-- AIM OF THE EXERCISE --
Each record listed below is to be output exactly as written.

Data entries:
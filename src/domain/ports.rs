use super::ledger::{Amount, Balance, Points, Withdrawal};
use super::order::{Order, OrderNumber, OrderStatus};
use super::user::{User, UserId};
use crate::error::Result;
use async_trait::async_trait;
use std::sync::Arc;
use std::time::Duration;

/// Transactional persistence for users, orders, balances and withdrawals.
///
/// Every mutating method is one transaction: it either commits all of its
/// effects or none of them.
#[async_trait]
pub trait LedgerStore: Send + Sync {
    /// Fails with `Exists` if the login is taken. Creates an empty balance.
    async fn create_user(&self, login: &str, password_hash: &str) -> Result<UserId>;
    /// Looks a user up by login; `NotFound` if there is none.
    async fn get_user(&self, login: &str) -> Result<User>;

    /// Inserts a `NEW` order.
    ///
    /// Uniqueness of the number is enforced here: `Exists` if `user_id`
    /// already owns it, `Conflict` if another user does.
    async fn create_order(&self, user_id: UserId, number: &OrderNumber) -> Result<()>;
    /// Moves the order to `status`.
    ///
    /// Backward moves and moves out of a terminal status are ignored. On the
    /// first transition into `PROCESSED` the accrual is recorded on the order
    /// and added to the owner's balance. Returns whether the order changed.
    async fn update_order(
        &self,
        user_id: UserId,
        number: &OrderNumber,
        status: OrderStatus,
        accrual: Points,
    ) -> Result<bool>;
    async fn get_order(&self, user_id: UserId, number: &OrderNumber) -> Result<Order>;
    /// Newest first.
    async fn get_orders(&self, user_id: UserId) -> Result<Vec<Order>>;

    async fn get_balance(&self, user_id: UserId) -> Result<Balance>;
    /// `NotEnoughMoney` leaves both balance and history untouched.
    async fn withdraw(&self, user_id: UserId, order: &OrderNumber, amount: Amount) -> Result<()>;
    /// Newest first.
    async fn get_withdrawals(&self, user_id: UserId) -> Result<Vec<Withdrawal>>;
}

/// Raw answer of the accrual service, before protocol interpretation.
#[derive(Debug, Clone, PartialEq, Default)]
pub struct AccrualReply {
    pub status: u16,
    pub retry_after: Option<String>,
    pub body: Vec<u8>,
}

/// Issues `GET {base}/api/orders/{number}`.
#[async_trait]
pub trait AccrualTransport: Send + Sync {
    async fn fetch(&self, number: &OrderNumber) -> Result<AccrualReply>;
}

/// Source of delays for the polling loop.
#[async_trait]
pub trait Sleeper: Send + Sync {
    async fn sleep(&self, duration: Duration);
}

pub type LedgerStoreRef = Arc<dyn LedgerStore>;
pub type AccrualTransportRef = Arc<dyn AccrualTransport>;
pub type SleeperRef = Arc<dyn Sleeper>;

-- RESPONSE AREA --
filename src/domain/ports.rs
use super::ledger::{Amount, Balance, Points, Withdrawal};
use super::order::{Order, OrderNumber, OrderStatus};
use super::user::{User, UserId};
use crate::error::Result;
use async_trait::async_trait;
use std::sync::Arc;
use std::time::Duration;

/// Transactional persistence for users, orders, balances and withdrawals.
///
/// Every mutating method is one transaction: it either commits all of its
/// effects or none of them.
#[async_trait]
pub trait LedgerStore: Send + Sync {
    /// Fails with `Exists` if the login is taken. Creates an empty balance.
    async fn create_user(&self, login: &str, password_hash: &str) -> Result<UserId>;
    /// Looks a user up by login; `NotFound` if there is none.
    async fn get_user(&self, login: &str) -> Result<User>;

    /// Inserts a `NEW` order.
    ///
    /// Uniqueness of the number is enforced here: `Exists` if `user_id`
    /// already owns it, `Conflict` if another user does.
    async fn create_order(&self, user_id: UserId, number: &OrderNumber) -> Result<()>;
    /// Moves the order to `status`.
    ///
    /// Backward moves and moves out of a terminal status are ignored. On the
    /// first transition into `PROCESSED` the accrual is recorded on the order
    /// and added to the owner's balance. Returns whether the order changed.
    async fn update_order(
        &self,
        user_id: UserId,
        number: &OrderNumber,
        status: OrderStatus,
        accrual: Points,
    ) -> Result<bool>;
    async fn get_order(&self, user_id: UserId, number: &OrderNumber) -> Result<Order>;
    /// Newest first.
    async fn get_orders(&self, user_id: UserId) -> Result<Vec<Order>>;

    async fn get_balance(&self, user_id: UserId) -> Result<Balance>;
    /// `NotEnoughMoney` leaves both balance and history untouched.
    async fn withdraw(&self, user_id: UserId, order: &OrderNumber, amount: Amount) -> Result<()>;
    /// Newest first.
    async fn get_withdrawals(&self, user_id: UserId) -> Result<Vec<Withdrawal>>;
}

/// Raw answer of the accrual service, before protocol interpretation.
#[derive(Debug, Clone, PartialEq, Default)]
pub struct AccrualReply {
    pub status: u16,
    pub retry_after: Option<String>,
    pub body: Vec<u8>,
}

/// Issues `GET {base}/api/orders/{number}`.
#[async_trait]
pub trait AccrualTransport: Send + Sync {
    async fn fetch(&self, number: &OrderNumber) -> Result<AccrualReply>;
}

/// Source of delays for the polling loop.
#[async_trait]
pub trait Sleeper: Send + Sync {
    async fn sleep(&self, duration: Duration);
}

pub type LedgerStoreRef = Arc<dyn LedgerStore>;
pub type AccrualTransportRef = Arc<dyn AccrualTransport>;
pub type SleeperRef = Arc<dyn Sleeper>;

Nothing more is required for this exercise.